Authors:
Bart Bogaerts、Angelos Charalambidis、Giannos Chatziagapis、Babis Kostopoulos、Samuele Pollaci、Panos Rondogiannis
Paper:
https://arxiv.org/abs/2408.10563
Introduction
Higher-order logic programming languages have been shown to possess powerful expressive capabilities and elegant semantic properties. These languages extend classical first-order logic programming, allowing for more complex abstractions and manipulations. However, defining a stable model semantics for higher-order logic programs that generalizes the seminal work of Gelfond and Lifschitz (1988) has been a challenging task. This paper proposes a stable model semantics for higher-order logic programs using Approximation Fixpoint Theory (AFT), a formalism that has successfully unified semantics across various non-monotonic formalisms.
Related Work
Extensions of Logic Programming
Several extensions of standard logic programming have been proposed to enhance its expressive power. For instance, logic programming with aggregates and higher-order logic programs have been studied using AFT. Previous works have also explored the well-founded semantics for higher-order logic programs and the stable-unstable semantics for second-order quantification over answer sets.
Approximation Fixpoint Theory (AFT)
AFT has been applied to various fields, including abstract argumentation, active integrity constraints, stream reasoning, and constraint languages for the semantic web. It provides a lattice-theoretic framework to define new semantics and study their properties without reinventing the wheel.
Research Methodology
Higher-Order Logic Programming Language (HOL)
The proposed language, HOL, is based on a simple type system with two base types: o
(Boolean domain) and ι
(domain of data objects). Composite types are partitioned into predicate and argument types. The syntax of HOL includes predicate variables, predicate constants, individual variables, individual constants, and various logical operators.
Immediate Consequence Operator
The immediate consequence operator for HOL programs generalizes the classical TP operator for first-order logic programs. It evaluates the bodies of rules and defines the semantics of expressions and bodies in a two-valued setting.
Experimental Design
Motivating Example: Max-Clique Problem
The max-clique problem is used to illustrate the higher-order logic programming language. The problem is defined using predicates to represent vertices and edges of a graph, and higher-order predicates to define cliques and maximal cliques. The solution demonstrates the power of abstraction and reuse in higher-order logic programming.
“`prolog
% Pick a set of vertices (emulate choice rule)
pick X ← v X, ∼(npick X).
npick X ← v X, ∼(pick X).
% Define what it means for a set of vertices to be a clique
hasNonEdge P ← P X, P Y, ∼(X ≈ Y), ∼(e X Y).

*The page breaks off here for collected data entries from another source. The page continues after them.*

#[cfg(test)]
mod tests {
    use super::*;

    fn position(order: &[ChainStage], stage: ChainStage) -> usize {
        order.iter().position(|&s| s == stage).unwrap()
    }

    #[test]
    fn build_order_respects_dependencies() {
        let enabled = enabled_stages(true);
        let order = build_order(&enabled);
        assert_eq!(order.len(), enabled.len());
        for &stage in &order {
            for &dep in stage.depends_on() {
                assert!(position(&order, dep) < position(&order, stage), "{dep:?} before {stage:?}");
            }
        }
    }

    #[test]
    fn full_build_order_matches_declaration_order() {
        assert_eq!(build_order(&ChainStage::ALL), ChainStage::ALL.to_vec());
    }

    #[test]
    fn teardown_is_reverse_of_build() {
        let enabled = enabled_stages(true);
        let mut teardown = teardown_order(&enabled);
        assert_eq!(teardown.first(), Some(&ChainStage::CommandBuffers));
        assert_eq!(teardown.last(), Some(&ChainStage::Swapchain));
        teardown.reverse();
        assert_eq!(teardown, build_order(&enabled));
    }

    #[test]
    fn disabled_depth_is_skipped() {
        let order = build_order(&enabled_stages(false));
        assert!(!order.contains(&ChainStage::DepthAttachment));
        assert_eq!(order.len(), 7);
        assert!(position(&order, ChainStage::RenderPass) < position(&order, ChainStage::Framebuffers));
    }

    #[test]
    fn ties_break_by_declaration_order() {
        let order = build_order(&[
            ChainStage::PresentSemaphores,
            ChainStage::ImageViews,
            ChainStage::Swapchain,
        ]);
        assert_eq!(
            order,
            vec![
                ChainStage::Swapchain,
                ChainStage::ImageViews,
                ChainStage::PresentSemaphores
            ]
        );
    }

    #[test]
    fn swapchain_has_no_dependencies() {
        assert!(ChainStage::Swapchain.depends_on().is_empty());
        assert!(ChainStage::ALL
            .iter()
            .filter(|&&s| s != ChainStage::Swapchain)
            .all(|s| !s.depends_on().is_empty()));
    }
}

clique P ← subset P v, ∼(hasNonEdge P).
% Define what it means to be a max-clique:
maxclique P ← maximal subset clique P.
% The selected set should be a max-clique
f ← ∼f, ∼(maxclique pick).
“`
Syntax and Semantics of HOL
The syntax of HOL includes rules and programs, with rules consisting of a head and a body. The semantics of HOL is defined using Herbrand interpretations and states, with a partial order on the elements of each type.
Results and Analysis
Two-Valued and Three-Valued Semantics
The two-valued semantics of HOL is extended to a three-valued setting to handle circularities through negation. Three-valued relations are defined at all orders of the type hierarchy, and the semantics of expressions and bodies are evaluated in this three-valued truth space.
Approximation Fixpoint Theory (AFT)
AFT is used to define the stable model semantics for higher-order logic programs. The immediate consequence operator is approximated with a ⪯-monotone function, and various semantics (supported model, Kripke-Kleene, well-founded) are derived from this approximation.
Properties of the Stable Model Semantics
The proposed stable model semantics generalizes classical stable models and preserves their desirable properties, such as minimality and uniqueness for stratified programs. The semantics is shown to be an extension of classical stable models and three-valued stable models.
Overall Conclusion
The proposed stable model semantics for higher-order logic programs provides a powerful and versatile formalism that generalizes classical stable models. Using Approximation Fixpoint Theory, the semantics retains desirable properties and offers alternative semantics for higher-order logic programs. The examples and properties discussed in the paper demonstrate the potential of higher-order logic programming under the stable model semantics to form the basis of novel Answer Set Programming (ASP) systems.